Japan, whose recovery is critical to the recovery of the region, has not managed to re-start its sagging economy or bolster its failing currency. Japan's banking system has been paralyzed by the overhang of an estimated $1 trillion in bad debts left over from the country's "bubble economy" of the late 1980s. A further depreciation of the Japanese yen against the dollar, or the devaluation of China's currency, could trigger another devastating round of devaluations across Asia, prolonging economic misery there and forcing U.S. firms to slow production and shed workers in response to falling international sales.
Even as corporate profits decline, many traditional measures suggest the stock market is already overvalued. For example, the price-earnings ratio on the S&P 500 is at an all-time-high. That stock prices continue to climb despite a growing consensus that corporate earnings growth is slowing is partially explained by the exceptional economic conditions experienced by the U.S. in the last several years. Federal Reserve Chairman Alan Greenspan calls this condition "the virtuous cycle": low inflation, low interest rates, low unemployment, and rising wage gains. These conditions have compensated for slowing profits, and therefore, according to Greenspan, fueled rising expectations about earnings that have driven stock prices to levels that may be hard to sustain.(9)
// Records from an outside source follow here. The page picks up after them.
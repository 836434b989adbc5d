//! Decoder options.

use std::str::FromStr;

use serde::{Deserialize, Serialize};

/// What a decoder does with `[hour, pres, lat]` rows that no data line wrote.
#[derive(Debug, Clone, Copy, Default, PartialEq, Eq, Serialize, Deserialize)]
#[serde(rename_all = "lowercase")]
pub enum UnpopulatedCells {
    /// Leave unwritten cells as NaN
    #[default]
    Nan,
    /// Leave unwritten cells as zero, as the upstream tooling did
    Zero,
    /// Fail the decode if any row is unwritten
    Reject,
}

impl UnpopulatedCells {
    /// Value the dataset is initialised with.
    pub fn initial_value(self) -> f64 {
        match self {
            UnpopulatedCells::Zero => 0.0,
            UnpopulatedCells::Nan | UnpopulatedCells::Reject => f64::NAN,
        }
    }
}

impl FromStr for UnpopulatedCells {
    type Err = String;

    fn from_str(s: &str) -> Result<Self, Self::Err> {
        match s.to_lowercase().as_str() {
            "nan" => Ok(Self::Nan),
            "zero" => Ok(Self::Zero),
            "reject" => Ok(Self::Reject),
            other => Err(format!(
                "unknown unpopulated-cell policy '{}' (expected nan, zero or reject)",
                other
            )),
        }
    }
}

/// Options shared by both decoders.
#[derive(Debug, Clone, Copy, Default, PartialEq, Eq, Serialize, Deserialize)]
#[serde(default)]
pub struct ParseOptions {
    pub unpopulated: UnpopulatedCells,
}

impl ParseOptions {
    pub fn with_unpopulated(unpopulated: UnpopulatedCells) -> Self {
        Self { unpopulated }
    }
}

#[cfg(test)]
mod tests {
    use super::*;

    #[test]
    fn test_policy_names() {
        assert_eq!("Zero".parse::<UnpopulatedCells>().unwrap(), UnpopulatedCells::Zero);
        assert!("maybe".parse::<UnpopulatedCells>().is_err());
    }

    #[test]
    fn test_options_from_json() {
        let options: ParseOptions = serde_json::from_str(r#"{"unpopulated":"reject"}"#).unwrap();
        assert_eq!(options.unpopulated, UnpopulatedCells::Reject);

        let options: ParseOptions = serde_json::from_str("{}").unwrap();
        assert_eq!(options.unpopulated, UnpopulatedCells::Nan);

        assert!(serde_json::from_str::<ParseOptions>(r#"{"unpopulated":"maybe"}"#).is_err());
    }
}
Maintaining the cycle's virtue will require balancing the Asia-induced slowing of the national economy and the inflationary pressures from growth leading to falling unemployment and rising wages. The Federal Reserve's Open Market Committee has made its primary concern inflationary pressure, rather than deflationary effects from Asia. However, on the premise that employment growth outpacing labor force growth inevitably generates wage inflation, Chairman Greenspan has strongly signaled the Federal Reserve's intention to slow growth through interest rate policy should it not slow sufficiently on its own.
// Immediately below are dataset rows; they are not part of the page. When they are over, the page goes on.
//! Common fixtures for profiler tests.

use merra_common::{SiteCoord, SiteTable};

/// Observation sites on the Khomas highlands.
pub mod sites {
    /// (lon, lat, altitude m)
    pub const GAMSBERG: (f64, f64, f64) = (16.22309385609976, -23.34357719776235, 2347.0);

    pub const HESS_LOW: (f64, f64, f64) = (16.500478178158065, -23.271726947477347, 1800.0);

    pub const HESS_HIGH: (f64, f64, f64) = (16.530082, -23.241986, 1900.0);
}

/// MERRA-2 `Np` pressure levels (mbar), surface first.
pub const MERRA2_PRESSURE_LEVELS: [f64; 42] = [
    1000.0, 975.0, 950.0, 925.0, 900.0, 875.0, 850.0, 825.0, 800.0, 775.0, 750.0, 725.0, 700.0,
    650.0, 600.0, 550.0, 500.0, 450.0, 400.0, 350.0, 300.0, 250.0, 200.0, 150.0, 100.0, 70.0,
    50.0, 40.0, 30.0, 20.0, 10.0, 7.0, 5.0, 4.0, 3.0, 2.0, 1.0, 0.7, 0.5, 0.4, 0.3, 0.1,
];

/// Three-hourly analysis times (minute of day).
pub const MERRA2_MINUTES: [f64; 8] = [0.0, 180.0, 360.0, 540.0, 720.0, 900.0, 1080.0, 1260.0];

fn coord((lon, lat, altitude): (f64, f64, f64)) -> SiteCoord {
    SiteCoord::new(lon, lat, altitude)
}

/// The three Khomas highland sites.
pub fn khomas_sites() -> SiteTable {
    [
        ("gamsberg".to_string(), coord(sites::GAMSBERG)),
        ("hesslo".to_string(), coord(sites::HESS_LOW)),
        ("hesshi".to_string(), coord(sites::HESS_HIGH)),
    ]
    .into_iter()
    .collect()
}

#[cfg(test)]
mod tests {
    use super::*;

    #[test]
    fn test_khomas_sites() {
        let table = khomas_sites();
        assert_eq!(table.len(), 3);
        assert_eq!(table.get("hesshi").unwrap().altitude, 1900.0);
    }

    #[test]
    fn test_pressure_levels_descend() {
        assert!(MERRA2_PRESSURE_LEVELS.windows(2).all(|w| w[0] > w[1]));
    }
}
The U.S. economy is at a precarious point in its seven-year expansion. Global or domestic forces, or some combination of the two, could tip the scales toward one set of unfavorable conditions or another, in either case stalling growth in the economy and stock market, and possibly precipitating a recession or significant market retreat or both.
Wisely, the City does not forecast a continuation of Wall Street boom conditions beyond this year. Rather, the City forecasts a moderate slowing on Wall Street and in the economy. However, the City does not anticipate a national recession or sustained weakness in the financial sector over the four-year Financial Plan period. While the City's forecast provides a somewhat conservative basis for projecting tax revenues for FY 1999 -- nearly half of the liability year has already passed -- given the changing environment affecting the Wall Street outlook, there is a considerable downside risk to the City's forecast for economically sensitive taxes for the out years of the Plan period.
In the City's budget forecast, economic growth will slow in 1999 and 2000, then pick up slightly in the next two years. On average for the four years, 1999-2002, the key economic variables are lower than the average levels prevailing in the previous four-year period, 1995-1998. Figure 18 also shows these variables for the 1989-1991 recession and the early recovery period of 1992-1994. Growth in real total wages, for example, averages 1.8 percent over the next four years compared with 4.7 percent annually during the 1995-1998 period. Securities profits are forecast to average about half the average for the previous four-year period.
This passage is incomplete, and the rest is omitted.